• _TRY IT_: Once you have checked each line below for the word "Some", give the number of lines that have it and nothing further.

• _THE DATA_:
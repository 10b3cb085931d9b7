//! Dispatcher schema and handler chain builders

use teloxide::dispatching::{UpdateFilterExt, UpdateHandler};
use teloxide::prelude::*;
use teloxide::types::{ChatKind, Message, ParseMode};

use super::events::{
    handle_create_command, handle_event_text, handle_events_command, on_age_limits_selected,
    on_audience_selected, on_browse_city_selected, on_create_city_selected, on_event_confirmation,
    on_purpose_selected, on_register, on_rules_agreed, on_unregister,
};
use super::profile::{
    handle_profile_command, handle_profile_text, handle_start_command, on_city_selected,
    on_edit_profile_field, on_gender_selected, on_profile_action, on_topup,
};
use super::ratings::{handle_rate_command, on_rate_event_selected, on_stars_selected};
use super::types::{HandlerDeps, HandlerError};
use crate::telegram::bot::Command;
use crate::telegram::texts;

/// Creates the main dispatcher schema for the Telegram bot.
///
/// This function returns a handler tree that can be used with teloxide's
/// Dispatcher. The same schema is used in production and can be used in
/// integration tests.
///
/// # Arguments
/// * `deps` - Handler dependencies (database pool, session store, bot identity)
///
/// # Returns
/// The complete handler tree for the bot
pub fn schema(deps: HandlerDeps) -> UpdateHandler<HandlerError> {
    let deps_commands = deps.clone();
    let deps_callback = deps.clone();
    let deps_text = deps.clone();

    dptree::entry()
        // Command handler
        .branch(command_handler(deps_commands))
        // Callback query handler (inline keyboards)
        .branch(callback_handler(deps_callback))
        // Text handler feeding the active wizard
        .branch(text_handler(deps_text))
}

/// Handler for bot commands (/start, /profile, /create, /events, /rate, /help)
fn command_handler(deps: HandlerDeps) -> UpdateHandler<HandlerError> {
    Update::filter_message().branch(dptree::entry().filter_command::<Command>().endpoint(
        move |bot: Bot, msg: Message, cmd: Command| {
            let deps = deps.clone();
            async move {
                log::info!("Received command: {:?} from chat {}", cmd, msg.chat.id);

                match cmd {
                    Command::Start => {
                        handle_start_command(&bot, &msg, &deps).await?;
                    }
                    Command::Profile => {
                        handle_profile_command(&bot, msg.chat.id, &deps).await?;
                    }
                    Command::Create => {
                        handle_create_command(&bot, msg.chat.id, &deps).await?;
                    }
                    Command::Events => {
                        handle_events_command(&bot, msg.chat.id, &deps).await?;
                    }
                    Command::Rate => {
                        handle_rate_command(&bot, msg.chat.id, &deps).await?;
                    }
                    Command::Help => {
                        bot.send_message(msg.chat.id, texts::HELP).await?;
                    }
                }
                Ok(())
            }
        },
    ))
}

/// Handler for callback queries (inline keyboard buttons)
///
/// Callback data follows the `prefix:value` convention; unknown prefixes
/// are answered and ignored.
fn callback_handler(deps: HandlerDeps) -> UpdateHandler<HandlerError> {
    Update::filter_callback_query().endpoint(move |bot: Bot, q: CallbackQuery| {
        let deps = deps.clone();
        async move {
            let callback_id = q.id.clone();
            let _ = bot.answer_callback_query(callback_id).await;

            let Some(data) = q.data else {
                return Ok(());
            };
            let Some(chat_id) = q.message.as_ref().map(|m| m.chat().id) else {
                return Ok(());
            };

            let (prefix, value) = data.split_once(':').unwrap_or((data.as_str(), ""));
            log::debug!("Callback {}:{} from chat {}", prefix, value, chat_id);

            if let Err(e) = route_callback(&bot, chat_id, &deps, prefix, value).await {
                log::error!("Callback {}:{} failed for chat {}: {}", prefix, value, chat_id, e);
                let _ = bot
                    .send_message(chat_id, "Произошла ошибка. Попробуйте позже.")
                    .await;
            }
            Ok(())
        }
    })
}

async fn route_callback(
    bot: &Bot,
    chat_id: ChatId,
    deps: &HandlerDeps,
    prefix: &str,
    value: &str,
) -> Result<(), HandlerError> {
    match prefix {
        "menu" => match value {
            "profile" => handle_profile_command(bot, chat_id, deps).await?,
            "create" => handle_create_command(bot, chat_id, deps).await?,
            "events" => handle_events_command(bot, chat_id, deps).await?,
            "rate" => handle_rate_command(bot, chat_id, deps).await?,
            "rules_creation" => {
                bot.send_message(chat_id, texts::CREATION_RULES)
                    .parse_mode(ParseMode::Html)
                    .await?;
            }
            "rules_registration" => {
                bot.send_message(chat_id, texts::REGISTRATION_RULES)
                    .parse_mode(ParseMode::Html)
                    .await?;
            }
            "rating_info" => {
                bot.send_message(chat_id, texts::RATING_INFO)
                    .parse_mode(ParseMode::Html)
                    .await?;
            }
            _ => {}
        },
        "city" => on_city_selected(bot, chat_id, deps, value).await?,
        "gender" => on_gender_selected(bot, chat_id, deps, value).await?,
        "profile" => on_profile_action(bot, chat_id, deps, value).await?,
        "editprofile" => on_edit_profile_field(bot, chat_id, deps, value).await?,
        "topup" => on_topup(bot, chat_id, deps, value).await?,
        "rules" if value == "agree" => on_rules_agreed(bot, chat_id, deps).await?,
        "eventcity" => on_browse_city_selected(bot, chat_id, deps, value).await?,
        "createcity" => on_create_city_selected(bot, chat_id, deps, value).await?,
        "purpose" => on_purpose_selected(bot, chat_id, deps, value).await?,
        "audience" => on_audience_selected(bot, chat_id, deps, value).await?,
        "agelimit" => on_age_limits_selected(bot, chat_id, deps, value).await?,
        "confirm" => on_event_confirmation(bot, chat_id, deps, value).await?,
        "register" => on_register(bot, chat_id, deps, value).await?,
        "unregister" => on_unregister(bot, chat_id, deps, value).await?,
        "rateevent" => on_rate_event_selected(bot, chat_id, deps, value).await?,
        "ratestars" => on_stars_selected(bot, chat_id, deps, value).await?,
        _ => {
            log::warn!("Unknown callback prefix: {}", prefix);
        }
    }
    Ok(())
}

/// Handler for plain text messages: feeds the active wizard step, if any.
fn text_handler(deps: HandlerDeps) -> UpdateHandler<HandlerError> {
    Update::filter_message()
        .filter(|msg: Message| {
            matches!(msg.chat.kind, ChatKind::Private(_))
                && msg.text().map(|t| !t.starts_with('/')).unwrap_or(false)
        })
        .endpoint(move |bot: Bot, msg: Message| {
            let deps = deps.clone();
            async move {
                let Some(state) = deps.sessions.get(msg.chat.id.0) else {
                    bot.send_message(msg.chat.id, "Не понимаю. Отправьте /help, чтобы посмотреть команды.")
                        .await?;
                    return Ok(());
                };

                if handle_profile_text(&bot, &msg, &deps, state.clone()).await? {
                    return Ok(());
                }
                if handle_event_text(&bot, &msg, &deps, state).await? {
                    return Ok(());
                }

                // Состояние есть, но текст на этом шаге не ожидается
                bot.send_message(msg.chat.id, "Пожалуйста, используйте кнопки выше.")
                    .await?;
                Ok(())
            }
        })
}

• _SOLUTION TO THIS TASK_: 3